Лес любила, тропинки там разные вдоль лесного потаённого озерца.
Особенно любила опушки с нежно-зелёной травой и чтобы по кромке тёмные непроглядные ели в ряд.
Но и город она любила: городской шум, дома фасадистые всякие, когда машины шуршат колёсами по мокрому асфальту. Вообще она дождь любила.

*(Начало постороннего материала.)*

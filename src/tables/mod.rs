pub mod demo;

use std::collections::HashMap;

use crate::error::GrowthError;
use crate::model::{Coefficients, Region};
use crate::site::CurveId;

/// Fraction of full occupancy assumed by the empirical yield equations.
pub const EMPIRICAL_OCCUPANCY: f32 = 0.85;

/// Genus pairs whose percentages are merged before ranking.
pub const PRIMARY_SPECIES_TO_COMBINE: [(&str, &str); 2] = [("PL", "PA"), ("C", "Y")];

/// Hardwood genera, consulted by the inventory-type-group decision table.
pub const HARDWOODS: [&str; 5] = ["AC", "AT", "D", "E", "MB"];

/// Canonical genus ordering; a genus's 1-based position here is its species
/// index into [`DEFAULT_EQUATION_GROUPS`].
pub const GENUS_ORDER: [&str; 16] = [
    "AC", "AT", "B", "C", "D", "E", "F", "H", "L", "MB", "PA", "PL", "PW", "PY", "S", "Y",
];

/// Default (alternate) equation group by species index; slot 0 is a
/// placeholder.
pub const DEFAULT_EQUATION_GROUPS: [i32; 17] =
    [0, 1, 2, 3, 4, 1, 2, 5, 6, 7, 1, 9, 8, 9, 9, 10, 4];

/// Species indices whose alternate equation group shifts by 20 in the
/// interior region.
pub const EXCEPTED_SPECIES_INDICES: [usize; 5] = [3, 4, 5, 6, 10];

/// 1-based species index of a genus, if known.
pub fn species_index(genus: &str) -> Option<usize> {
    GENUS_ORDER.iter().position(|g| *g == genus).map(|i| i + 1)
}

/// Inventory type group of a pure stand (primary species above 79.999%).
pub fn itg_pure(genus: &str) -> Option<i32> {
    let itg = match genus {
        "F" => 1,
        "C" | "Y" => 9,
        "H" => 12,
        "B" => 18,
        "S" => 21,
        "PW" => 27,
        "PL" | "PA" => 28,
        "PY" => 32,
        "L" => 33,
        "AC" => 35,
        "D" => 37,
        "MB" => 39,
        "E" => 40,
        "AT" => 41,
        _ => return None,
    };
    Some(itg)
}

/// How far to grow a polygon.
#[derive(Debug, Clone, Copy, PartialEq, Eq)]
pub enum GrowTarget {
    /// Grow to the per-polygon target year; an error if the polygon has none.
    FromPolygon,
    /// Grow this many years past the polygon's reference year.
    Relative(i32),
    /// Grow to this calendar year.
    Absolute(i32),
}

impl GrowTarget {
    /// Decode the conventional control-variable encoding: -1 reads the
    /// per-polygon target, values up to 400 are year counts, larger values
    /// are calendar years.
    pub fn from_control_value(value: i32) -> Self {
        if value == -1 {
            GrowTarget::FromPolygon
        } else if value <= 400 {
            GrowTarget::Relative(value)
        } else {
            GrowTarget::Absolute(value)
        }
    }
}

Как-то вышла из метро, на Волжской, дождик накрапывает, смотрит, дорожка чёрная асфальтовая вдоль берёзовой аллеи парит и вся в розовых коленчатых дождевых червях. Повылезали. Она и замерла: сняла туфли и пошла босиком по мокрой траве вдоль этой дорожки и, конечно, вышло, что прямиком к тому любителю травы, что сидит сейчас, поджав колени у самой воды Люблинского пруда. Тут недалеко. И поняла что это он – Тот Самый. И полюбила его всем сердцем. И этот, у пруда, словно почуял что, точно озноб какой по спине пробежал, как если лёгким ветерком зыбь поднимет на тяжёлой придонным илом воде озера.
Конечно, и у неё вроде всё в жизни сложилось: муж дома ждёт; дети – Васенька, Анечка… и всё такое. Жизнь как жизнь, хорошая, настоящая: выросла, замуж вышла, родила, работала, выучила, долго болела, умерла.

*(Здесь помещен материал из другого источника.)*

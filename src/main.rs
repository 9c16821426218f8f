use std::path::PathBuf;

use anyhow::{Context, Result};
use clap::{Parser, Subcommand};
use colored::Colorize;

use stand_growth_engine::{
    engine::ExecutionStep,
    model::PolygonDescriptor,
    report::{self, YearSummary},
    tables::demo::{demo_control_data, demo_curve_bank},
    ControlVariables, GrowTarget, GrowthEngine,
};

#[derive(Parser)]
#[command(
    name = "stand-growth",
    about = "Stand growth projection engine - per-species utilization-class estimation",
    version,
    author
)]
struct Cli {
    #[command(subcommand)]
    command: Commands,
}

#[derive(Subcommand)]
enum Commands {
    /// Grow a polygon year by year and print the projection
    Project {
        /// Path to a polygon descriptor (JSON)
        #[arg(short, long)]
        input: PathBuf,

        /// Number of years to grow (overrides the polygon's target year)
        #[arg(short, long)]
        years: Option<i32>,

        /// Calendar year to grow to (overrides --years)
        #[arg(short, long)]
        target_year: Option<i32>,

        /// Recompute coverages and dominant height each simulated year
        #[arg(long)]
        update_during_growth: bool,

        /// Show the final per-species utilization breakdown
        #[arg(long)]
        utilization: bool,
    },

    /// Validate a polygon and print its composition and rankings
    Summary {
        /// Path to a polygon descriptor (JSON)
        #[arg(short, long)]
        input: PathBuf,
    },

    /// Print a sample polygon descriptor (JSON) to stdout
    Sample,
}

fn load_polygon(path: &PathBuf) -> Result<PolygonDescriptor> {
    let text = std::fs::read_to_string(path)
        .with_context(|| format!("reading polygon file {}", path.display()))?;
    serde_json::from_str(&text).with_context(|| format!("parsing polygon file {}", path.display()))
}

fn main() -> Result<()> {
    tracing_subscriber::fmt()
        .with_env_filter(tracing_subscriber::EnvFilter::from_default_env())
        .init();

    let cli = Cli::parse();
    let tables = demo_control_data();
    let curves = demo_curve_bank();

    match cli.command {
        Commands::Project {
            input,
            years,
            target_year,
            update_during_growth,
            utilization,
        } => {
            let polygon = load_polygon(&input)?;

            let grow_target = if let Some(year) = target_year {
                GrowTarget::Absolute(year)
            } else if let Some(n) = years {
                GrowTarget::Relative(n)
            } else {
                GrowTarget::FromPolygon
            };
            let variables = ControlVariables {
                grow_target,
                update_during_growth,
            };

            println!(
                "\n{}",
                format!("Stand Growth Projection: {}", polygon.id)
                    .bold()
                    .cyan()
            );

            let engine = GrowthEngine::new(&tables, &curves, variables);
            let mut rows: Vec<YearSummary> = Vec::new();
            let state = engine.process_polygon(&polygon, &mut |year, bank| {
                rows.push(YearSummary::from_bank(year, bank));
            })?;

            report::print_projection_table(&rows);
            report::print_species_table(&state.bank);
            if utilization {
                for s in state.bank.indices() {
                    println!("{}", report::format_utilization_table(&state.bank, s));
                }
            }
        }

        Commands::Summary { input } => {
            let polygon = load_polygon(&input)?;
            let engine = GrowthEngine::new(&tables, &curves, ControlVariables::default());

            let state = engine.process_polygon_until(
                &polygon,
                ExecutionStep::CalculateDominantHeightAgeSiteIndex,
                &mut |_, _| {},
            )?;
            let ranking = state.ranking()?;
            let details = state.primary_details()?;

            println!("\n{}", "Polygon Summary".bold().cyan());
            println!("{}", "=".repeat(40));
            println!("  Polygon:          {}", state.polygon_id);
            println!("  Reference year:   {}", state.reference_year);
            println!("  BEC zone:         {}", state.bank.bec.alias);
            println!(
                "  Primary species:  {}",
                state.bank.genera[ranking.primary_species_index]
            );
            if let Some(secondary) = ranking.secondary_species_index {
                println!("  Secondary:        {}", state.bank.genera[secondary]);
            }
            println!("  Inventory group:  {}", ranking.inventory_type_group);
            println!("  Equation group:   {}", ranking.primary_species_group);
            println!("  Dominant height:  {:.1} m", details.dominant_height);
            println!("  Site index:       {:.1}", details.site_index);
            println!("  Total age:        {:.0}", details.total_age);
            report::print_species_table(&state.bank);
        }

        Commands::Sample => {
            let polygon = stand_growth_engine::tables::demo::demo_polygon();
            println!("{}", serde_json::to_string_pretty(&polygon)?);
        }
    }

    Ok(())
}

А пока вот она, Люсенька, стоит, а этот, Семён, сидит, обхватив колени руками.
А Этот, сверху, смотрит: Он Бог.
Я плохо Его вижу. Почти совсем не видно. Смеркается, а Он очень высоко.
Короче: мы смотрим с Ним на этих, у пруда.
Я со своей скамейки, Бог Оттуда. С разных ракурсов.
Я, например, вижу одну сидящую фигурку: мужчина лет сорока, или около того; другая – женская: брюнетка, нет, скорее рыженькая, лет тридцати с гаком. Мне так кажется.
У Этого ракурс хуже моего. Хотя он точно знает, когда каждый из нас того, и зачем мы все тут, и всё такое…
– Ну давай, – думаю я. – Господи, это же их Судьба… Мне со своей скамейки это точно видно. У меня было такое… Не решился… Потом вся жизнь кувырком… Ну!
Тут этот, Семён, оборачивается… «Ни фига себе, – думает. – Фея… Н-е-е-а, что-то не то …»
И эта, Люсенька, видит эту морду: «Господи, ну и тип. Мой-то Лёха, хоть и козёл, а получше будет…»
И понятное дело, сердца их наполнятся тёмно-бордовым разочарованием, как бокал на длинной ножке терпким с полынно-карамельным послевкусием сицилийским Неро Дьяволо, которое подают у Джузеппе в баре на набережной небольшого южно- итальянского городка Никотера.
Как всё нескладно-то вышло… а, Господи... А ведь была у них надежда в этой их зачухонной жизни на то полючее нестерпимое счастье – того единственного человека встретить: подойдёт сзади, положит руки на плечи и скажет: «…Здравствуй, это я…»
И тогда любовь до гроба, и умереть в один день…
И так ведь всё ладно выходило: и эта хренова трава в воде, и ноги этого по щиколотку в ряске, и черви эти красные коленчатые, и дождь – не сильный такой – моросит, и эта босиком по мокрым стеблям осоки, и стоит вон теперь, дура дурой, с израненными в кровь ступнями… красиво…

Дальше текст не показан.